#### WORK TO BE COMPLETED:
Write out again, exactly, the lines below starting at the one with "fn node(port: u16)" and ending at the one with "network.isolate(node(1));".

[Stored data entries]

◇ ◇ ◇ ◇

use crate::messages::{self, NodeId, Packet, PaxosMessage};
use crate::transport::{Destination, Stream, Transport};
use std::collections::{HashMap, HashSet};
use std::io;
use std::sync::{Arc, Mutex, MutexGuard};
use tokio::sync::mpsc;

type DropFilter = Box<dyn Fn(&Packet, NodeId) -> bool + Send + Sync>;

/// LocalNetwork connects replicas living in the same process. Every packet passes through the
/// wire codec. Packets can be dropped by predicate, and nodes can be cut off, to simulate an
/// unreliable network.
pub struct LocalNetwork {
    logger: slog::Logger,
    state: Mutex<NetworkState>,
}

#[derive(Default)]
struct NetworkState {
    inboxes: HashMap<NodeId, mpsc::UnboundedSender<Packet>>,
    isolated: HashSet<NodeId>,
    drop_filter: Option<DropFilter>,
}

impl LocalNetwork {
    pub fn new(logger: slog::Logger) -> Arc<Self> {
        Arc::new(LocalNetwork {
            logger: logger.new(slog::o!("Component" => "LocalNetwork")),
            state: Mutex::new(NetworkState::default()),
        })
    }

    /// Attach `node` to the network. The receiver yields every packet addressed to it.
    pub fn join(self: &Arc<Self>, node: NodeId) -> (LocalTransport, mpsc::UnboundedReceiver<Packet>) {
        let (tx, rx) = mpsc::unbounded_channel();
        self.lock().inboxes.insert(node, tx);

        let transport = LocalTransport {
            network: self.clone(),
            local: node,
        };

        (transport, rx)
    }

    /// Detach `node`, as if its process died.
    pub fn leave(&self, node: NodeId) {
        self.lock().inboxes.remove(&node);
    }

    /// Cut `node` off from every other node. It can still talk to itself.
    pub fn isolate(&self, node: NodeId) {
        self.lock().isolated.insert(node);
    }

    pub fn heal(&self, node: NodeId) {
        self.lock().isolated.remove(&node);
    }

    /// Drop every datagram for which `filter(packet, destination)` returns true. Recovery streams
    /// are unaffected.
    pub fn set_drop_filter<F>(&self, filter: F)
    where
        F: Fn(&Packet, NodeId) -> bool + Send + Sync + 'static,
    {
        self.lock().drop_filter = Some(Box::new(filter));
    }

    pub fn clear_drop_filter(&self) {
        self.lock().drop_filter = None;
    }

    fn lock(&self) -> MutexGuard<'_, NetworkState> {
        self.state.lock().unwrap_or_else(|poisoned| poisoned.into_inner())
    }

    fn send_datagram(&self, packet: Packet, destination: Destination) {
        let state = self.lock();
        let targets: Vec<NodeId> = match destination {
            Destination::Broadcast => state.inboxes.keys().copied().collect(),
            Destination::Node(node) => vec![node],
        };

        for target in targets {
            if !state.can_reach(packet.source, target) {
                continue;
            }
            if let Some(filter) = &state.drop_filter {
                if filter(&packet, target) {
                    slog::debug!(self.logger, "Dropped {:?} to {}", packet.message, target);
                    continue;
                }
            }
            if let Err(e) = self.deliver(&state, &packet, target) {
                slog::debug!(self.logger, "Undeliverable packet to {}: {}", target, e);
            }
        }
    }

    fn deliver(&self, state: &NetworkState, packet: &Packet, target: NodeId) -> Result<(), io::Error> {
        let inbox = state
            .inboxes
            .get(&target)
            .ok_or_else(|| io::Error::new(io::ErrorKind::NotConnected, "unknown node"))?;

        let bytes = messages::encode_packet(packet).map_err(|e| io::Error::new(io::ErrorKind::InvalidData, e))?;
        let decoded = messages::decode_packet(&bytes).map_err(|e| io::Error::new(io::ErrorKind::InvalidData, e))?;

        inbox
            .send(decoded)
            .map_err(|_| io::Error::new(io::ErrorKind::BrokenPipe, "node stopped receiving"))
    }

    fn stream_packet(&self, from: NodeId, to: NodeId, packet: Packet) -> Result<(), io::Error> {
        let state = self.lock();
        if !state.can_reach(from, to) {
            return Err(io::Error::new(io::ErrorKind::ConnectionReset, "node unreachable"));
        }

        self.deliver(&state, &packet, to)
    }
}

impl NetworkState {
    fn can_reach(&self, from: NodeId, to: NodeId) -> bool {
        from == to || !(self.isolated.contains(&from) || self.isolated.contains(&to))
    }
}

#[derive(Clone)]
pub struct LocalTransport {
    network: Arc<LocalNetwork>,
    local: NodeId,
}

impl Transport for LocalTransport {
    fn local_address(&self) -> NodeId {
        self.local
    }

    fn send(&self, message: PaxosMessage, destination: Destination) {
        self.network.send_datagram(Packet::new(self.local, message), destination);
    }

    fn connect_to(&self, node: NodeId) -> Result<Box<dyn Stream>, io::Error> {
        if !self.network.lock().inboxes.contains_key(&node) {
            return Err(io::Error::new(io::ErrorKind::ConnectionRefused, "unknown node"));
        }

        Ok(Box::new(LocalStream {
            network: self.network.clone(),
            from: self.local,
            to: node,
        }))
    }
}

struct LocalStream {
    network: Arc<LocalNetwork>,
    from: NodeId,
    to: NodeId,
}

impl Stream for LocalStream {
    fn send(&mut self, packet: Packet) -> Result<(), io::Error> {
        self.network.stream_packet(self.from, self.to, packet)
    }

    fn close(self: Box<Self>) {}
}

#[cfg(test)]
mod tests {
    use super::*;
    use crate::messages::{Accept, Need};
    use std::net::SocketAddr;

    fn node(port: u16) -> NodeId {
        NodeId::new(SocketAddr::from(([127, 0, 0, 1], port)))
    }

    fn logger() -> slog::Logger {
        slog::Logger::root(slog::Discard, slog::o!())
    }

    fn accept(seq_num: i64) -> PaxosMessage {
        PaxosMessage::Accept(Accept { seq_num, round: 1 })
    }

    #[tokio::test]
    async fn broadcast_reaches_everyone_including_sender() {
        // -- setup --
        let network = LocalNetwork::new(logger());
        let (t1, mut rx1) = network.join(node(1));
        let (_t2, mut rx2) = network.join(node(2));

        // -- execute & verify --
        t1.send(accept(0), Destination::Broadcast);

        for rx in [&mut rx1, &mut rx2].iter_mut() {
            let packet = rx.recv().await.unwrap();
            assert_eq!(packet.source, node(1));
            assert_eq!(packet.message, accept(0));
        }
    }

    #[tokio::test]
    async fn isolation_and_drop_filter() {
        // -- setup --
        let network = LocalNetwork::new(logger());
        let (t1, mut rx1) = network.join(node(1));
        let (_t2, mut rx2) = network.join(node(2));

        // -- execute & verify --
        network.isolate(node(1));
        t1.send(accept(0), Destination::Broadcast);
        assert_eq!(rx1.recv().await.unwrap().message, accept(0));
        assert!(rx2.try_recv().is_err());

        network.heal(node(1));
        network.set_drop_filter(|packet, _| packet.message.seq_num() == 1);
        t1.send(accept(1), Destination::Node(node(2)));
        t1.send(accept(2), Destination::Node(node(2)));
        assert_eq!(rx2.recv().await.unwrap().message, accept(2));
    }

    #[tokio::test]
    async fn stream_keeps_original_source() {
        // -- setup --
        let network = LocalNetwork::new(logger());
        let (t1, _rx1) = network.join(node(1));
        let (_t2, mut rx2) = network.join(node(2));
        let replayed = Packet::new(
            node(3),
            PaxosMessage::Need(Need {
                min_seq: 0,
                max_seq: 1,
            }),
        );

        // -- execute & verify --
        let mut stream = t1.connect_to(node(2)).unwrap();
        stream.send(replayed.clone()).unwrap();
        stream.close();

        assert_eq!(rx2.recv().await.unwrap(), replayed);
        assert!(t1.connect_to(node(9)).is_err());
    }
}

◇ ◇ ◇ ◇

#### RESPONSE TO THE EXERCISE:
    fn node(port: u16) -> NodeId {
        NodeId::new(SocketAddr::from(([127, 0, 0, 1], port)))
    }

    fn logger() -> slog::Logger {
        slog::Logger::root(slog::Discard, slog::o!())
    }

    fn accept(seq_num: i64) -> PaxosMessage {
        PaxosMessage::Accept(Accept { seq_num, round: 1 })
    }

    #[tokio::test]
    async fn broadcast_reaches_everyone_including_sender() {
        // -- setup --
        let network = LocalNetwork::new(logger());
        let (t1, mut rx1) = network.join(node(1));
        let (_t2, mut rx2) = network.join(node(2));

        // -- execute & verify --
        t1.send(accept(0), Destination::Broadcast);

        for rx in [&mut rx1, &mut rx2].iter_mut() {
            let packet = rx.recv().await.unwrap();
            assert_eq!(packet.source, node(1));
            assert_eq!(packet.message, accept(0));
        }
    }

    #[tokio::test]
    async fn isolation_and_drop_filter() {
        // -- setup --
        let network = LocalNetwork::new(logger());
        let (t1, mut rx1) = network.join(node(1));
        let (_t2, mut rx2) = network.join(node(2));

        // -- execute & verify --
        network.isolate(node(1));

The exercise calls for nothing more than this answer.